▸ PROBLEM DETAILS: For each line of the data below that holds "linear", copy the line.

▸ Stored data entries:

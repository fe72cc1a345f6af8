use super::{
    AxisStrategy, KindDefaults, arithmetic_tick_values, cartesian_transform, finite,
    format_geometric, geometric_intervals, identity, keep_data, keep_range,
};

pub(super) static STRATEGY: AxisStrategy = AxisStrategy {
    name: "linear",
    defaults: KindDefaults::GEOMETRIC,
    pre_transform: identity,
    post_inverse_transform: identity,
    accepts_value: finite,
    prepare_data: keep_data,
    adjust_range: keep_range,
    solve_transform: cartesian_transform,
    calculate_intervals: geometric_intervals,
    tick_values: arithmetic_tick_values,
    format_value: format_geometric,
};
use crate::error::AxisResult;
use crate::render::{AxisRenderFrame, AxisRenderer};

/// No-op renderer used by tests and headless usage.
///
/// It still validates frames so tests catch invalid projections.
#[derive(Debug, Default)]
pub struct NullAxisRenderer {
    pub frames_rendered: usize,
    pub last_tick_count: usize,
    pub last_label_count: usize,
}

impl AxisRenderer for NullAxisRenderer {
    fn render_axis(&mut self, frame: &AxisRenderFrame) -> AxisResult<()> {
        frame.validate()?;
        self.frames_rendered += 1;
        self.last_tick_count = frame.ticks.len();
        self.last_label_count = frame.labels.len();
        Ok(())
    }
}
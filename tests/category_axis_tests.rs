use axis_rs::core::kinds::CategoryOptions;
use axis_rs::core::{
    Axis, AxisConfig, AxisKind, AxisPosition, CategoryBar, LabelLocale, ScreenRect,
};
use axis_rs::render::AxisRenderFrame;

fn category_axis(options: CategoryOptions) -> Axis {
    let mut axis = Axis::new(
        AxisKind::Category(options),
        AxisConfig::new("category").with_position(AxisPosition::Bottom),
    )
    .expect("axis init");
    axis.update_layout(ScreenRect::new(0.0, 0.0, 300.0, 200.0).expect("rect"))
        .expect("layout");
    axis
}

#[test]
fn three_labels_span_half_unit_margins() {
    let axis = category_axis(CategoryOptions::new(["a", "b", "c"]));
    assert_eq!(axis.actual_minimum(), -0.5);
    assert_eq!(axis.actual_maximum(), 2.5);
    assert_eq!(axis.actual_major_step(), 1.0);
}

#[test]
fn ticks_sit_between_categories() {
    let axis = category_axis(CategoryOptions::new(["a", "b", "c"]));
    let ticks = axis.tick_values().expect("ticks");
    assert_eq!(ticks.major_ticks, vec![-0.5, 0.5, 1.5, 2.5]);
    assert_eq!(ticks.major_labels, vec![0.0, 1.0, 2.0]);
    assert!(ticks.minor_ticks.is_empty());
}

#[test]
fn centred_ticks_sit_on_categories() {
    let axis = category_axis(CategoryOptions::new(["a", "b", "c"]).with_tick_centered(true));
    let ticks = axis.tick_values().expect("ticks");
    assert_eq!(ticks.major_ticks, vec![0.0, 1.0, 2.0]);
}

#[test]
fn wide_step_closes_axis_one_unit_after_last_tick() {
    let mut axis = Axis::new(
        AxisKind::category(["a", "b", "c", "d", "e"]),
        AxisConfig::new("category")
            .with_position(AxisPosition::Bottom)
            .with_major_step(2.0),
    )
    .expect("axis init");
    axis.update_layout(ScreenRect::new(0.0, 0.0, 300.0, 200.0).expect("rect"))
        .expect("layout");

    assert_eq!(axis.actual_minimum(), -0.5);
    assert_eq!(axis.actual_maximum(), 4.5);
    let ticks = axis.tick_values().expect("ticks");
    assert_eq!(ticks.major_ticks, vec![-0.5, 1.5, 3.5, 4.5]);
    assert_eq!(ticks.major_labels, vec![0.0, 2.0, 4.0]);
    assert!(ticks.major_ticks.iter().all(|tick| *tick <= axis.actual_maximum()));
}

#[test]
fn panned_axis_keeps_gridlines_past_last_category() {
    let mut axis = category_axis(CategoryOptions::new(["a", "b", "c"]));
    axis.pan(-100.0).expect("pan");
    assert!((axis.actual_minimum() - 0.5).abs() <= 1e-9);
    assert!((axis.actual_maximum() - 3.5).abs() <= 1e-9);

    let ticks = axis.tick_values().expect("ticks");
    assert_eq!(ticks.major_ticks, vec![0.5, 1.5, 2.5, 3.5]);
    assert_eq!(ticks.major_labels, vec![1.0, 2.0, 3.0]);

    let frame = AxisRenderFrame::from_axis(&axis, LabelLocale::EnUs).expect("frame");
    assert_eq!(frame.major_count(), 4);
    let texts: Vec<&str> = frame.labels.iter().map(|label| label.text.as_str()).collect();
    assert_eq!(texts, vec!["b", "c"]);
}

#[test]
fn labels_resolve_by_truncated_index() {
    let axis = category_axis(CategoryOptions::new(["a", "b", "c"]));
    assert_eq!(axis.format_value(1.0, LabelLocale::EnUs), "b");
    assert_eq!(axis.format_value(1.4, LabelLocale::EnUs), "b");
    assert_eq!(axis.format_value(-0.4, LabelLocale::EnUs), "a");
    assert_eq!(axis.format_value(3.0, LabelLocale::EnUs), "");
    assert_eq!(axis.format_value(-1.0, LabelLocale::EnUs), "");
    assert_eq!(axis.format_value_for_tracker(2.0, LabelLocale::EnUs), "c");
}

#[test]
fn categories_share_equal_screen_slots() {
    let axis = category_axis(CategoryOptions::new(["a", "b", "c"]));
    assert!((axis.transform(-0.5)).abs() <= 1e-9);
    assert!((axis.transform(0.5) - 100.0).abs() <= 1e-9);
    assert!((axis.transform(2.5) - 300.0).abs() <= 1e-9);
}

#[test]
fn bookkeeping_synthesizes_missing_labels() {
    let mut axis = Axis::new(AxisKind::category(Vec::<String>::new()), AxisConfig::new("c"))
        .expect("axis init");
    let bars = [CategoryBar::new(0, 1.0), CategoryBar::new(2, 1.0)];
    axis.update_category_layout(&bars).expect("bookkeeping");

    let AxisKind::Category(options) = axis.kind() else {
        panic!("category kind expected");
    };
    assert_eq!(options.labels, vec!["1", "2", "3"]);
    let layout = axis.category_layout().expect("layout");
    assert_eq!(layout.total_width_per_category, vec![1.0, 0.0, 1.0]);
    assert_eq!(layout.bar_offset, vec![0.25, 0.5, 0.25]);
}

#[test]
fn bookkeeping_rejects_other_kinds() {
    let mut axis = Axis::linear(AxisConfig::new("x")).expect("axis init");
    assert!(axis.update_category_layout(&[]).is_err());
}

#[test]
fn gap_width_narrows_bars() {
    let mut axis = Axis::new(
        AxisKind::Category(CategoryOptions::new(["a", "b"]).with_gap_width(0.0)),
        AxisConfig::new("c"),
    )
    .expect("axis init");
    axis.update_category_layout(&[CategoryBar::new(0, 1.0), CategoryBar::new(1, 1.0)])
        .expect("bookkeeping");
    let layout = axis.category_layout().expect("layout");
    assert_eq!(layout.bar_offset, vec![0.0, 0.0]);
    assert_eq!(layout.category_value(1), Some(0.5));
}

▸ ANSWER TO THIS PROBLEM:
    name: "linear",
    let mut axis = Axis::linear(AxisConfig::new("x")).expect("axis init");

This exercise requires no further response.